How Much Do Guys Expect on the First Date? [Ask a Dude]

Dear Dude,

I feel like I’ve read so much on this topic, but can’t seem to get a straight answer. I’ve been out on first dates with guys who barely go in for a kiss at the end of the night, and others who can’t seem to get my clothes off fast enough. Generally speaking, though, how much do guys expect on a first date?


Amelia Pond

Dear Amelia Pond,

You are the winner for my favorite sign-off name of all time, hands down, bar none, congratulations. For this you win a straight answer to a direct question.

What does a guy expect at the end of a first date? If it’s going well, he wants at least a kiss. From there I’d say it’s a combination of chemistry and alcohol blood levels.

Part of the issue you’re dealing with comes with the fact that some dudes are freakin’ shameless when it comes to the lean-in and others that act like friggin’ Piglet, leaving it more up to you to initiate. There’s no industry standard on protocol because we are all like snowflakes. Or DNA. Or Time Lords. None of us are the same and none of us have the same inclination or level of confidence for this set of circumstances.

When I was in high school, I was the kind who’d have been too shy to try something without some kind of blatant “Go ahead” signal from the base coach (the girl). As I got more experience and more confident that changed a bit and I got more comfortable. It’s sometimes a matter of maturing.

On the other hand, how’s the date actually going? If it’s really great then you could count on a more enthused course of action. On the other hand, if it’s just so-so and there’s not necessarily a guaranteed 2nd date in his foreseeable future, then he might be a little more “let’s try this and see what it’s like.” Of course, then there’s the scenario where the date’s going as smooth as barbed wire from the view inside his headspace, which leads to a lackluster end of the night performance.

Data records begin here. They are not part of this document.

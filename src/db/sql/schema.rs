//! Primary-key introspection.
//!
//! Metadata is read fresh on every call; nothing is cached.

use tracing::debug;

use super::driver::SqlDriver;
use crate::db::{ColumnDescriptor, CrudError, CrudResult, PrimaryKeyInfo};

/// Describe `table` and isolate its single primary-key column.
///
/// Fails with a schema error when the table has no columns, no key column, or
/// a composite key.
pub async fn describe<D: SqlDriver>(driver: &D, table: &str) -> CrudResult<PrimaryKeyInfo> {
    let columns = driver.describe(table).await?;
    let column = primary_key(table, columns)?;
    debug!(table, key = %column.name, generated = column.generated, "primary key resolved");

    Ok(PrimaryKeyInfo {
        table: table.to_string(),
        column,
        last_insert: None,
    })
}

/// Pick the one column marked as primary key.
pub fn primary_key(table: &str, columns: Vec<ColumnDescriptor>) -> CrudResult<ColumnDescriptor> {
    if columns.is_empty() {
        return Err(CrudError::schema(table, "table has no columns (does it exist?)"));
    }

    let mut keys: Vec<ColumnDescriptor> = columns.into_iter().filter(|c| c.is_primary()).collect();
    match keys.len() {
        0 => Err(CrudError::schema(table, "no primary key column")),
        1 => Ok(keys.remove(0)),
        n => Err(CrudError::schema(
            table,
            format!(
                "composite primary key ({} columns: {}) is not supported",
                n,
                keys.iter()
                    .map(|c| c.name.as_str())
                    .collect::<Vec<_>>()
                    .join(", ")
            ),
        )),
    }
}

#[cfg(test)]
mod tests {
    use super::*;
    use crate::db::KeyRole;

    fn column(name: &str, key_role: KeyRole) -> ColumnDescriptor {
        ColumnDescriptor {
            name: name.to_string(),
            declared_type: "TEXT".to_string(),
            key_role,
            generated: false,
        }
    }

    #[test]
    fn test_single_key_is_selected() {
        let columns = vec![
            column("title", KeyRole::None),
            column("id", KeyRole::Primary),
        ];
        assert_eq!(primary_key("tasks", columns).unwrap().name, "id");
    }

    #[test]
    fn test_missing_key_is_schema_error() {
        let columns = vec![column("title", KeyRole::None)];
        let err = primary_key("notes", columns).unwrap_err();
        assert_eq!(
            err.to_string(),
            "Schema error on table 'notes': no primary key column"
        );
    }

    #[test]
    fn test_composite_key_is_schema_error() {
        let columns = vec![
            column("a", KeyRole::Primary),
            column("b", KeyRole::Primary),
        ];
        let err = primary_key("pairs", columns).unwrap_err();
        assert!(err.to_string().contains("composite primary key (2 columns: a, b)"));
    }

    #[test]
    fn test_unknown_table_is_schema_error() {
        let err = primary_key("ghost", vec![]).unwrap_err();
        assert!(matches!(err, CrudError::Schema { .. }));
    }
}
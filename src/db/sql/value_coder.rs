//! Minimal type inference for key values that arrive untyped.
//!
//! A value whose string form consists only of ASCII digits is coded as a
//! numeral; everything else is coded as text. This mirrors what the relational
//! engine needs when values come from an HTTP body as strings.
//!
//! Known limitation: text columns holding purely numeric strings (e.g. a
//! username `"0042"`) are coded as numbers, and negative or fractional numbers
//! are coded as text. Comparisons still work on engines that coerce operands
//! to the column's type, which is why the rule is kept as is.

use crate::db::{FieldMap, Scalar};

/// Code `(column, raw)` into a single-entry field map `{column: coded}`.
pub fn encode(column: &str, raw: &Scalar) -> FieldMap {
    FieldMap::from([(column.to_string(), code_value(raw))])
}

/// Code a single value by its string form.
pub fn code_value(raw: &Scalar) -> Scalar {
    let text = raw.to_string();
    if is_numeral(&text)
        && let Ok(n) = text.parse::<i64>()
    {
        return Scalar::Integer(n);
    }
    Scalar::Text(text)
}

// Digits only. The empty string is left as text since it names no number.
fn is_numeral(text: &str) -> bool {
    !text.is_empty() && text.bytes().all(|b| b.is_ascii_digit())
}
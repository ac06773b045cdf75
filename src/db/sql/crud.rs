//! Relational implementation of [`CrudFacade`].

use std::path::{Path, PathBuf};

use tracing::{debug, info, instrument};

use super::driver::SqlDriver;
use super::guard::ConflictGuard;
use super::query_builder;
use crate::config::RelationalConfig;
use crate::db::{
    CreateRequest, CrudError, CrudFacade, CrudResult, DeleteRequest, FieldMap, Record,
    UpdateRequest,
};

/// CRUD over a relational engine with guarded writes.
///
/// Owns its connection: nothing is shared through globals, and every
/// operation before [`connect`](CrudFacade::connect) fails with
/// [`CrudError::NotConnected`].
pub struct RelationalCrud<D: SqlDriver> {
    config: RelationalConfig,
    bootstrap: Option<PathBuf>,
    driver: Option<D>,
}

impl<D: SqlDriver> RelationalCrud<D> {
    pub fn new(config: RelationalConfig) -> Self {
        Self {
            config,
            bootstrap: None,
            driver: None,
        }
    }

    /// Run the script at `path` on connect instead of the embedded default.
    ///
    /// Only used when the configuration names no database.
    pub fn with_bootstrap(mut self, path: impl Into<PathBuf>) -> Self {
        self.bootstrap = Some(path.into());
        self
    }

    /// The open driver, if connected.
    #[cfg(test)]
    pub(crate) fn driver(&self) -> Option<&D> {
        self.driver.as_ref()
    }

    fn connected(&self, operation: &str) -> CrudResult<&D> {
        self.driver
            .as_ref()
            .ok_or_else(|| CrudError::not_connected(operation))
    }

    async fn bootstrap(&self, driver: &D) -> CrudResult<String> {
        let (label, script) = match &self.bootstrap {
            Some(path) => (path.display().to_string(), read_script(path)?),
            None => ("<embedded dbtodo.sql>".to_string(), D::DEFAULT_BOOTSTRAP.to_string()),
        };
        debug!(script = %label, "running bootstrap script");
        driver
            .run_script(&script)
            .await
            .map_err(|e| CrudError::Bootstrap {
                path: label,
                message: e.to_string(),
            })?;
        driver.current_database().await
    }
}

fn read_script(path: &Path) -> CrudResult<String> {
    std::fs::read_to_string(path).map_err(|e| CrudError::Bootstrap {
        path: path.display().to_string(),
        message: e.to_string(),
    })
}

/// Reject empty field maps up front, before any round trip.
fn require_fields(map: &FieldMap, operation: &str, role: &str) -> CrudResult<()> {
    if map.is_empty() {
        return Err(CrudError::invalid_request(format!(
            "{} needs at least one {} field",
            operation, role
        )));
    }
    Ok(())
}

impl<D: SqlDriver> CrudFacade for RelationalCrud<D> {
    #[instrument(skip(self), fields(engine = D::NAME))]
    async fn connect(&mut self) -> CrudResult<String> {
        let driver = D::open(&self.config).await?;
        let database = match &self.config.database {
            Some(name) => name.clone(),
            None => self.bootstrap(&driver).await?,
        };
        self.driver = Some(driver);

        let status = format!("{} - connected to {}", D::NAME, database);
        info!("{}", status);
        Ok(status)
    }

    #[instrument(skip(self, request), fields(table = %request.origin))]
    async fn create(&self, request: CreateRequest) -> CrudResult<Record> {
        let driver = self.connected("create")?;
        require_fields(&request.fields, "create", "value")?;
        ConflictGuard::new(driver)
            .insert(&request.origin, &request.fields)
            .await
    }

    #[instrument(skip(self))]
    async fn read(&self, origin: &str) -> CrudResult<Vec<Record>> {
        let driver = self.connected("read")?;
        driver.fetch_all(&query_builder::select_all(origin)?).await
    }

    #[instrument(skip(self, request), fields(table = %request.origin))]
    async fn update(&self, request: UpdateRequest) -> CrudResult<Record> {
        let driver = self.connected("update")?;
        require_fields(&request.fields, "update", "value")?;
        require_fields(&request.criteria, "update", "criteria")?;
        ConflictGuard::new(driver)
            .update(&request.origin, &request.fields, &request.criteria)
            .await
    }

    #[instrument(skip(self, request), fields(table = %request.origin))]
    async fn delete(&self, request: DeleteRequest) -> CrudResult<String> {
        let driver = self.connected("delete")?;
        require_fields(&request.criteria, "delete", "criteria")?;
        let outcome = driver
            .execute(&query_builder::delete(&request.origin, &request.criteria)?)
            .await?;
        Ok(outcome.rows_affected.to_string())
    }
}
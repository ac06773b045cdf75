//! Document store backend (SurrealDB).
//!
//! - `identifier`: `_id` coercion and property-name checks
//! - `crud`: the `DocumentCrud` facade

mod crud;
pub mod identifier;


pub use crud::DocumentCrud;
pub use identifier::{ID_FIELD, coerce_id};
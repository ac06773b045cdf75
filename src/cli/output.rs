//! Rendering of facade results for the terminal.

use std::collections::BTreeSet;

use clap::ValueEnum;
use tabled::builder::Builder;
use tabled::settings::Style;
use tabled::{Table, Tabled};

use crate::cli::error::CliResult;
use crate::db::{Record, Scalar};

/// Output format for records.
#[derive(Debug, Clone, Copy, PartialEq, Eq, Default, ValueEnum)]
pub enum OutputFormat {
    #[default]
    Json,
    Table,
}

#[derive(Tabled)]
struct FieldRow {
    #[tabled(rename = "Field")]
    name: String,
    #[tabled(rename = "Value")]
    value: String,
}

/// Apply consistent table styling
pub fn apply_table_style(table: &mut Table) {
    table.with(Style::rounded());
}

fn cell(value: Option<&Scalar>) -> String {
    match value {
        None | Some(Scalar::Null) => "-".to_string(),
        Some(value) => value.to_string(),
    }
}

/// Render one record. An empty record means nothing was created or matched.
pub fn render_record(record: &Record, format: OutputFormat) -> CliResult<String> {
    match format {
        OutputFormat::Json => Ok(serde_json::to_string_pretty(record)?),
        OutputFormat::Table if record.is_empty() => Ok("No record.".to_string()),
        OutputFormat::Table => {
            let rows = record.iter().map(|(name, value)| FieldRow {
                name: name.clone(),
                value: cell(Some(value)),
            });
            let mut table = Table::new(rows);
            apply_table_style(&mut table);
            Ok(table.to_string())
        }
    }
}

/// Render a list of records, one column per property seen in any of them.
pub fn render_records(records: &[Record], format: OutputFormat) -> CliResult<String> {
    match format {
        OutputFormat::Json => Ok(serde_json::to_string_pretty(records)?),
        OutputFormat::Table if records.is_empty() => Ok("No records found.".to_string()),
        OutputFormat::Table => {
            let columns: BTreeSet<&str> = records
                .iter()
                .flat_map(|r| r.keys().map(String::as_str))
                .collect();

            let mut builder = Builder::default();
            builder.push_record(columns.iter().copied());
            for record in records {
                builder.push_record(columns.iter().map(|c| cell(record.get(*c))));
            }

            let mut table = builder.build();
            apply_table_style(&mut table);
            Ok(table.to_string())
        }
    }
}
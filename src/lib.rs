//! CRUD data access over a relational engine (guarded writes) and a
//! document store, behind one [`db::CrudFacade`] contract.

pub mod cli;
pub mod config;
pub mod db;
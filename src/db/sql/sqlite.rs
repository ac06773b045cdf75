//! SQLite driver (sqlx).

use std::str::FromStr;

use sqlx::query::Query;
use sqlx::sqlite::{
    Sqlite, SqliteArguments, SqliteConnectOptions, SqlitePool, SqlitePoolOptions, SqliteRow,
};
use sqlx::{Column, Row, TypeInfo, ValueRef};
use tracing::debug;

use super::driver::{SqlDriver, WriteOutcome};
use super::query_builder::Statement;
use crate::config::RelationalConfig;
use crate::db::{ColumnDescriptor, CrudError, CrudResult, KeyRole, Record, Scalar};

/// SQLite engine behind a single pooled connection.
#[derive(Clone)]
pub struct SqliteDriver {
    pool: SqlitePool,
}

impl SqlDriver for SqliteDriver {
    const NAME: &'static str = "SQLite";
    const DEFAULT_BOOTSTRAP: &'static str = include_str!("../../../data/sql/sqlite/dbtodo.sql");

    async fn open(config: &RelationalConfig) -> CrudResult<Self> {
        // A configured database name is the database file itself.
        let options = match &config.database {
            Some(path) => SqliteConnectOptions::new().filename(path),
            None => SqliteConnectOptions::from_str(&config.url).map_err(|e| {
                CrudError::Connection {
                    message: format!("invalid SQLite URL '{}': {}", config.url, e),
                }
            })?,
        }
        .create_if_missing(true);

        // One connection, never recycled: an in-memory database lives exactly
        // as long as its connection.
        let pool = SqlitePoolOptions::new()
            .max_connections(1)
            .idle_timeout(None)
            .max_lifetime(None)
            .connect_with(options)
            .await
            .map_err(|e| CrudError::Connection {
                message: e.to_string(),
            })?;

        Ok(Self { pool })
    }

    async fn describe(&self, table: &str) -> CrudResult<Vec<ColumnDescriptor>> {
        let rows = sqlx::query("SELECT name, type, pk FROM pragma_table_info(?) ORDER BY cid")
            .bind(table)
            .fetch_all(&self.pool)
            .await?;

        rows.iter()
            .map(|row| {
                let declared_type: String = row.try_get("type")?;
                let pk: i64 = row.try_get("pk")?;
                Ok(ColumnDescriptor {
                    name: row.try_get("name")?,
                    // INTEGER PRIMARY KEY aliases the rowid, so the engine fills it.
                    generated: pk > 0 && declared_type.eq_ignore_ascii_case("INTEGER"),
                    declared_type,
                    key_role: if pk > 0 {
                        KeyRole::Primary
                    } else {
                        KeyRole::None
                    },
                })
            })
            .collect()
    }

    async fn fetch_all(&self, statement: &Statement) -> CrudResult<Vec<Record>> {
        debug!(sql = %statement.sql, params = statement.params.len(), "sqlite fetch");
        let rows = bind_params(sqlx::query(&statement.sql), &statement.params)
            .fetch_all(&self.pool)
            .await?;
        rows.iter().map(decode_row).collect()
    }

    async fn execute(&self, statement: &Statement) -> CrudResult<WriteOutcome> {
        debug!(sql = %statement.sql, params = statement.params.len(), "sqlite execute");
        let result = bind_params(sqlx::query(&statement.sql), &statement.params)
            .execute(&self.pool)
            .await?;
        Ok(WriteOutcome {
            rows_affected: result.rows_affected(),
            last_insert_id: result.last_insert_rowid(),
        })
    }

    async fn run_script(&self, script: &str) -> CrudResult<()> {
        sqlx::raw_sql(script).execute(&self.pool).await?;
        Ok(())
    }

    async fn current_database(&self) -> CrudResult<String> {
        let name: String =
            sqlx::query_scalar("SELECT name FROM pragma_database_list ORDER BY seq LIMIT 1")
                .fetch_one(&self.pool)
                .await?;
        Ok(name)
    }
}

fn bind_params<'q>(
    mut query: Query<'q, Sqlite, SqliteArguments<'q>>,
    params: &'q [Scalar],
) -> Query<'q, Sqlite, SqliteArguments<'q>> {
    for value in params {
        query = match value {
            Scalar::Null => query.bind(None::<String>),
            Scalar::Bool(b) => query.bind(*b),
            Scalar::Integer(i) => query.bind(*i),
            Scalar::Float(x) => query.bind(*x),
            Scalar::Text(s) => query.bind(s.as_str()),
        };
    }
    query
}

/// Decode by the value's storage class, not the declared column type.
fn decode_row(row: &SqliteRow) -> CrudResult<Record> {
    let mut record = Record::new();
    for column in row.columns() {
        let index = column.ordinal();
        let raw = row.try_get_raw(index)?;
        let value = if raw.is_null() {
            Scalar::Null
        } else {
            match raw.type_info().name() {
                "INTEGER" | "BOOLEAN" => Scalar::Integer(row.try_get_unchecked::<i64, _>(index)?),
                "REAL" => Scalar::Float(row.try_get_unchecked::<f64, _>(index)?),
                "BLOB" => {
                    let bytes: Vec<u8> = row.try_get_unchecked(index)?;
                    Scalar::Text(String::from_utf8_lossy(&bytes).into_owned())
                }
                _ => Scalar::Text(row.try_get_unchecked::<String, _>(index)?),
            }
        };
        record.insert(column.name().to_string(), value);
    }
    Ok(record)
}
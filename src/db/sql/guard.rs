//! Guarded writes: primary-key existence checks around INSERT and UPDATE.
//!
//! The write call does not return the mutated row, so every guarded write
//! takes three steps: check that the target key slot is free, write, then
//! read the row back by its resolved key. The steps are not wrapped in a
//! transaction: a concurrent writer can claim the same key between the check
//! and the write. That window is accepted; the engine's own constraints are
//! the last line of defense.
//!
//! A taken key is not an error. The write is skipped and an empty record is
//! returned.

use tracing::{debug, info, warn};

use super::driver::SqlDriver;
use super::query_builder;
use super::schema;
use super::value_coder::{code_value, encode};
use crate::db::{CrudResult, FieldMap, PrimaryKeyInfo, Record, Scalar};

/// Where the key value for a check comes from.
#[derive(Debug, Clone)]
pub enum KeyCandidate<'a> {
    /// A field map; the value under the key column's name is used.
    Fields(&'a FieldMap),
    /// An already-resolved key value, e.g. an id the engine just generated.
    Resolved(Scalar),
}

/// Pre-write existence checks against one driver.
pub struct ConflictGuard<'a, D: SqlDriver> {
    driver: &'a D,
}

impl<'a, D: SqlDriver> ConflictGuard<'a, D> {
    pub fn new(driver: &'a D) -> Self {
        Self { driver }
    }

    /// Introspect `table` and code the candidate's key value as `last_insert`.
    ///
    /// `last_insert` stays `None` when the candidate carries no (or a null)
    /// value for the key column.
    pub async fn check_key_state(
        &self,
        table: &str,
        candidate: KeyCandidate<'_>,
    ) -> CrudResult<PrimaryKeyInfo> {
        let mut info = schema::describe(self.driver, table).await?;
        let value = match candidate {
            KeyCandidate::Fields(fields) => fields
                .get(info.key_name())
                .filter(|value| !value.is_null())
                .cloned(),
            KeyCandidate::Resolved(value) => Some(value),
        };
        info.last_insert = value.map(|value| encode(info.key_name(), &value));
        Ok(info)
    }

    /// Insert `fields` unless their key is already taken.
    ///
    /// Returns the stored row, or an empty record when the key was taken.
    pub async fn insert(&self, table: &str, fields: &FieldMap) -> CrudResult<Record> {
        let info = self
            .check_key_state(table, KeyCandidate::Fields(fields))
            .await?;
        if self.is_occupied(&info).await? {
            info!(table, key = info.key_name(), "duplicate key, create skipped");
            return Ok(Record::new());
        }

        let outcome = self
            .driver
            .execute(&query_builder::insert(table, fields)?)
            .await?;
        if outcome.rows_affected == 0 {
            return Ok(Record::new());
        }

        // A caller-supplied key wins; otherwise use the id the engine generated
        // for the key column. SQLite reports a rowid even for tables whose key
        // it does not generate, so that id only counts for generated keys.
        let resolved = match fields.get(info.key_name()).filter(|v| !v.is_null()) {
            Some(value) => value.clone(),
            None if info.column.generated && outcome.last_insert_id > 0 => {
                Scalar::Integer(outcome.last_insert_id)
            }
            None => {
                warn!(
                    table,
                    key = info.key_name(),
                    "row inserted without a resolvable key; cannot read it back"
                );
                return Ok(Record::new());
            }
        };

        let info = self
            .check_key_state(table, KeyCandidate::Resolved(resolved))
            .await?;
        self.fetch_occupant(&info)
            .await
            .map(Option::unwrap_or_default)
    }

    /// Update the rows matched by `criteria` unless the new key value already
    /// belongs to another row.
    ///
    /// Returns the post-update row, or an empty record when nothing matched
    /// or the new key collides.
    pub async fn update(
        &self,
        table: &str,
        fields: &FieldMap,
        criteria: &FieldMap,
    ) -> CrudResult<Record> {
        let info = self
            .check_key_state(table, KeyCandidate::Fields(fields))
            .await?;

        if targets_own_key(&info, criteria) {
            debug!(table, "update keeps the targeted key; collision check skipped");
        } else if self.is_occupied(&info).await? {
            info!(table, key = info.key_name(), "new key already taken, update skipped");
            return Ok(Record::new());
        }

        let outcome = self
            .driver
            .execute(&query_builder::update(table, fields, criteria)?)
            .await?;
        if outcome.rows_affected == 0 {
            debug!(table, "update criteria matched no row");
            return Ok(Record::new());
        }

        let predicate = reselect_predicate(fields, criteria);
        fetch_first(self.driver, table, &predicate)
            .await
            .map(Option::unwrap_or_default)
    }

    async fn is_occupied(&self, info: &PrimaryKeyInfo) -> CrudResult<bool> {
        Ok(self.fetch_occupant(info).await?.is_some())
    }

    async fn fetch_occupant(&self, info: &PrimaryKeyInfo) -> CrudResult<Option<Record>> {
        match &info.last_insert {
            Some(predicate) => fetch_first(self.driver, &info.table, predicate).await,
            None => Ok(None),
        }
    }
}

async fn fetch_first<D: SqlDriver>(
    driver: &D,
    table: &str,
    predicate: &FieldMap,
) -> CrudResult<Option<Record>> {
    let rows = driver
        .fetch_all(&query_builder::select_where(table, predicate)?)
        .await?;
    Ok(rows.into_iter().next())
}

/// True when the new key equals the key the criteria already select, i.e. the
/// row would only "collide" with itself.
fn targets_own_key(info: &PrimaryKeyInfo, criteria: &FieldMap) -> bool {
    let (Some(new_key), Some(current)) = (&info.last_insert, criteria.get(info.key_name())) else {
        return false;
    };
    new_key.get(info.key_name()) == Some(&code_value(current))
}

/// Criteria for reading a row back after UPDATE: any criteria column the
/// SET map changed is replaced by its new (coded) value.
pub fn reselect_predicate(fields: &FieldMap, criteria: &FieldMap) -> FieldMap {
    criteria
        .iter()
        .map(|(column, value)| match fields.get(column) {
            Some(updated) => (column.clone(), code_value(updated)),
            None => (column.clone(), value.clone()),
        })
        .collect()
}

So there you have it. The bottom line according to old Stone Cold is if the date’s not a complete piece of trash then he’s expectin’ you’ll at least give his lips a test drive. Now just cause that’s what he’s expecin’, don’t mean that’s what you can give him. You make up your own and give him a smooch or open a can of whoop ass, that all depends on what you’re expectin’.

Arrived, Raised Hell, leaving,

The Dude

[Got a Dude itch you just can’t scratch? Sick of trying to come up with a not-totally-crazy-girl way to bring it up to your guy friends and get their take on things? Totally over over-analyzing the cryptic messages he leave on your Facebook Wall? We got your back, girlfriend. Send your question over to askthedude [at] collegecandy [dot] com. The Dude won’t sugarcoat it, beat around the bush, or any other weird cliche that means lie to you. Like a nice, juicy hot dog, he’ll be 100% real beef, 100% of the time. So bring. it. on.]



  1. Chatty Kathy says:

    OR, you could look at it this way – When a date is going well, and the guy is into you/could see it being an actual relationship, he wont go for the gold. He'll be respectful, give you a kiss at the end of the night, and plan a second date with you. If a guy can tell it wouldnt go anywhere, or he couldn't see himself seriously dating you, he might try to go farther becasue he thinks if all else fails, he might as well get a hookup out of it.

    You're right, everyone's different when it comes to first dates. But as a general rule, dont give up too much on the first date because even if the guy thought it could go somewhere, he may re-evaluate that based on your actions.

  2. Like a nice, juicy hot dog, he’ll be 100% real beef, 100% of the time. So bring. it. on.]

  3. Liz says:

    Huh, I've always thought that you should make the guy wait until at least the third date to get a kiss. With two of my exes, I made them wait until the third and fifth date to get a kiss. I think that that heightened the feeling of "the chase" for them. But, by the same token, they are my exes now, so who knows, maybe the first date kiss is the way to go.

  4. lgseccionph says:

    Guys expects to have a first kiss on firs date.

  5. jessica says:

    Very interesting breakdown, indeed. It’s nice to have such information available in one location and some ideas for new and different directions to take to help one stand out.

  6. Karl says:

    In this day age age, men and women seem to want to hit the hay on the first or second date. If your looking for a quality relationship not based on sex, don't expect anything on the first date. The first date is an introduction to a possible lifetime of friendship. You want a woman who'll be your friend that will eventually be your lover, your wife and finally a companion. Take it slow, cool your hormones, (they aren't going anywhere) and wait. If she is pushing you to have sex within a very short time of meeting, you may want to move on and find someone who is more interested in you than interested in hitting the hayloft. And if you say 'no, it's too early,' the truth may come out that she is more of a flirt than a friend, which means that if you have any guy friends she'll be looking to them when your not around. Also, if she loves to drink hard liquor all the time, she's not for you, move on. But if your looking for sex right away, hey, your in luck, we are living in the days of let it all hang out age.